[RECORDED INFORMATION Boundary: Start]

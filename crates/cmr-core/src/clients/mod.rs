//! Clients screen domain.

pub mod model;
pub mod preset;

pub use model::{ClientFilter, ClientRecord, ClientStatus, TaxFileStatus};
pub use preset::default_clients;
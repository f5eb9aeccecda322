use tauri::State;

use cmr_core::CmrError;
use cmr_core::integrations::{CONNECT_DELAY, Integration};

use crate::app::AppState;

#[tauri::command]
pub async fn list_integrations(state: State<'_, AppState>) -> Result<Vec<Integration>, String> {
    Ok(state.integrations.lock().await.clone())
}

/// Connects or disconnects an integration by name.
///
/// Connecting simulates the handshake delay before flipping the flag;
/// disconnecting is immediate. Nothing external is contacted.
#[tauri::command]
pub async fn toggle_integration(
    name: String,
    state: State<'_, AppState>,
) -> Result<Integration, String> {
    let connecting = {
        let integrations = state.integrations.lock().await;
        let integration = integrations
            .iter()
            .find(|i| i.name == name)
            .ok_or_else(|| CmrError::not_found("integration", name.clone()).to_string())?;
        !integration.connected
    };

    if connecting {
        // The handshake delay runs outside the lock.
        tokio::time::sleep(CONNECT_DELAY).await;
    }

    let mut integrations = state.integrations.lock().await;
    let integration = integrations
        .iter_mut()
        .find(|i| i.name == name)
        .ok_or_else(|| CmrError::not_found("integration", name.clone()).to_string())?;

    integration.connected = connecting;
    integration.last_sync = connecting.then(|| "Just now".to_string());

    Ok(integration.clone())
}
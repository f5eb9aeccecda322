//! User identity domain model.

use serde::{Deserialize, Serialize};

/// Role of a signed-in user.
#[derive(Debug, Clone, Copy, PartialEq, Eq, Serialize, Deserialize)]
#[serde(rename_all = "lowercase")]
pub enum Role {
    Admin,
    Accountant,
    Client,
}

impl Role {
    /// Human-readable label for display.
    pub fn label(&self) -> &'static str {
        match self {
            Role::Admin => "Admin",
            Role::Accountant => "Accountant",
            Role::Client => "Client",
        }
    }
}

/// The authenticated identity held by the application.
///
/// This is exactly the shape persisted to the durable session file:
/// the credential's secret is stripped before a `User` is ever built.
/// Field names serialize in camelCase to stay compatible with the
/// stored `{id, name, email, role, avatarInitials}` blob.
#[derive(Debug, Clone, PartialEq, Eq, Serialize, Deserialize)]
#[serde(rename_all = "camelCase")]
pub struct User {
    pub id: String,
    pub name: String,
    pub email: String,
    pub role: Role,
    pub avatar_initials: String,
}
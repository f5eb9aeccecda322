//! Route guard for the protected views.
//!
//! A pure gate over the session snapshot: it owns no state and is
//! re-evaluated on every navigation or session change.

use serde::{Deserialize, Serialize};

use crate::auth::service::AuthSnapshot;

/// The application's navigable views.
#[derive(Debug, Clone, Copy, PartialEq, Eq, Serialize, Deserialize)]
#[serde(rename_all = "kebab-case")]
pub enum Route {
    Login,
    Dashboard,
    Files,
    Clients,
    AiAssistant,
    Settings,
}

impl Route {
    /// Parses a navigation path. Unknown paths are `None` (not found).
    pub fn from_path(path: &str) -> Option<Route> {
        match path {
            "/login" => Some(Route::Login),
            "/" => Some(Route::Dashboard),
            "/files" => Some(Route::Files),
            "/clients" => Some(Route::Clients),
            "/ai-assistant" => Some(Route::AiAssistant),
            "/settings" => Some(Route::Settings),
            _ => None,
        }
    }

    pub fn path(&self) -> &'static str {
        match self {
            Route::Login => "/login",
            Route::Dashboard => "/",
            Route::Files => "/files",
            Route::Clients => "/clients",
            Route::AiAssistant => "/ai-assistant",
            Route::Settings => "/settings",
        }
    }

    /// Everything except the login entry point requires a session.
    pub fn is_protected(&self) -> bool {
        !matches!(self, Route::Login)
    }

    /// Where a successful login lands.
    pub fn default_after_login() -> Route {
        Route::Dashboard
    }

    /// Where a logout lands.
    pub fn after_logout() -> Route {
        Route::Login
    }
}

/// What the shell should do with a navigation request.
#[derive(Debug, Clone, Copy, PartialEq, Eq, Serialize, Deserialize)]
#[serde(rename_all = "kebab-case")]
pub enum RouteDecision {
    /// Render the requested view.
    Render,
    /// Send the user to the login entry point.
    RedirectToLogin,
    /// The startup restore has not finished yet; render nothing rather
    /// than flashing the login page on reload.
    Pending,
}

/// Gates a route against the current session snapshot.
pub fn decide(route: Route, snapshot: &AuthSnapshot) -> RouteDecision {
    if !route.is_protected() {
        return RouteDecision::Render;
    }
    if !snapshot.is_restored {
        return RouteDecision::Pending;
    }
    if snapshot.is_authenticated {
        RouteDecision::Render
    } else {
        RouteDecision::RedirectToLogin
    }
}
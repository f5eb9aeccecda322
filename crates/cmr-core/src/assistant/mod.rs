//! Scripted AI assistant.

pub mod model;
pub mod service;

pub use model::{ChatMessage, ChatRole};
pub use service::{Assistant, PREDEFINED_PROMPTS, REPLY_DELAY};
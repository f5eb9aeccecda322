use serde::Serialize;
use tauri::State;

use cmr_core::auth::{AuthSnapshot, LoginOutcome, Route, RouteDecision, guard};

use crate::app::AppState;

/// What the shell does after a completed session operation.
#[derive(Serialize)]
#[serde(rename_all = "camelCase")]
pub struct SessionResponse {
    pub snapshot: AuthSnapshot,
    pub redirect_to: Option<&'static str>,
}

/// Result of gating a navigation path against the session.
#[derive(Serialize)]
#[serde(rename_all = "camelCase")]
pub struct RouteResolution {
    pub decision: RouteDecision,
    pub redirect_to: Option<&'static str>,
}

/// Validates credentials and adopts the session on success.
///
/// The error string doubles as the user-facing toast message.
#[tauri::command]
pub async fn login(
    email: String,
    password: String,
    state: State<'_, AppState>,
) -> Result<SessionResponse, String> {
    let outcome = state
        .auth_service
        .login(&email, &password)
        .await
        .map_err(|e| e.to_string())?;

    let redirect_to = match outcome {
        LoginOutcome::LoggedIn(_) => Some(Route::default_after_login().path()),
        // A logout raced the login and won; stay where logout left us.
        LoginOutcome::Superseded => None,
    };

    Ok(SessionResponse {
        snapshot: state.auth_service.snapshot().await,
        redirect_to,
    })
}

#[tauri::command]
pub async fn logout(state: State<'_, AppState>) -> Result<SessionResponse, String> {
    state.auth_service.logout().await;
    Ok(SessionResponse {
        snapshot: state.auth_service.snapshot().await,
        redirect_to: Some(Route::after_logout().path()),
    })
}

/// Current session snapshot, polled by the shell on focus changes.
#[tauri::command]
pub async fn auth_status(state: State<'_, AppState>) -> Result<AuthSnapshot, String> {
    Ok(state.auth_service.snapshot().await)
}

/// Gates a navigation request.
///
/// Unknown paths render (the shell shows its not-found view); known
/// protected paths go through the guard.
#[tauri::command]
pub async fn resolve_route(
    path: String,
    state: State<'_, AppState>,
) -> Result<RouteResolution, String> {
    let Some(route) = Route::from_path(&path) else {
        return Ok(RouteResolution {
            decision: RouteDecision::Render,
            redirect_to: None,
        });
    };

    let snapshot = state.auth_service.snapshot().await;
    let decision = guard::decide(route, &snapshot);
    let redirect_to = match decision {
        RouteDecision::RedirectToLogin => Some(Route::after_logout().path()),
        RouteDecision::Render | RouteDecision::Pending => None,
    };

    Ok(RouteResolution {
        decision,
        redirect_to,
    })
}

[RECORDED INFORMATION Boundary: End]

| WORK INSTRUCTION |
Tell how many lines above contain the word "entry". Give the number alone.

| SOLUTION FOR THIS TASK |
2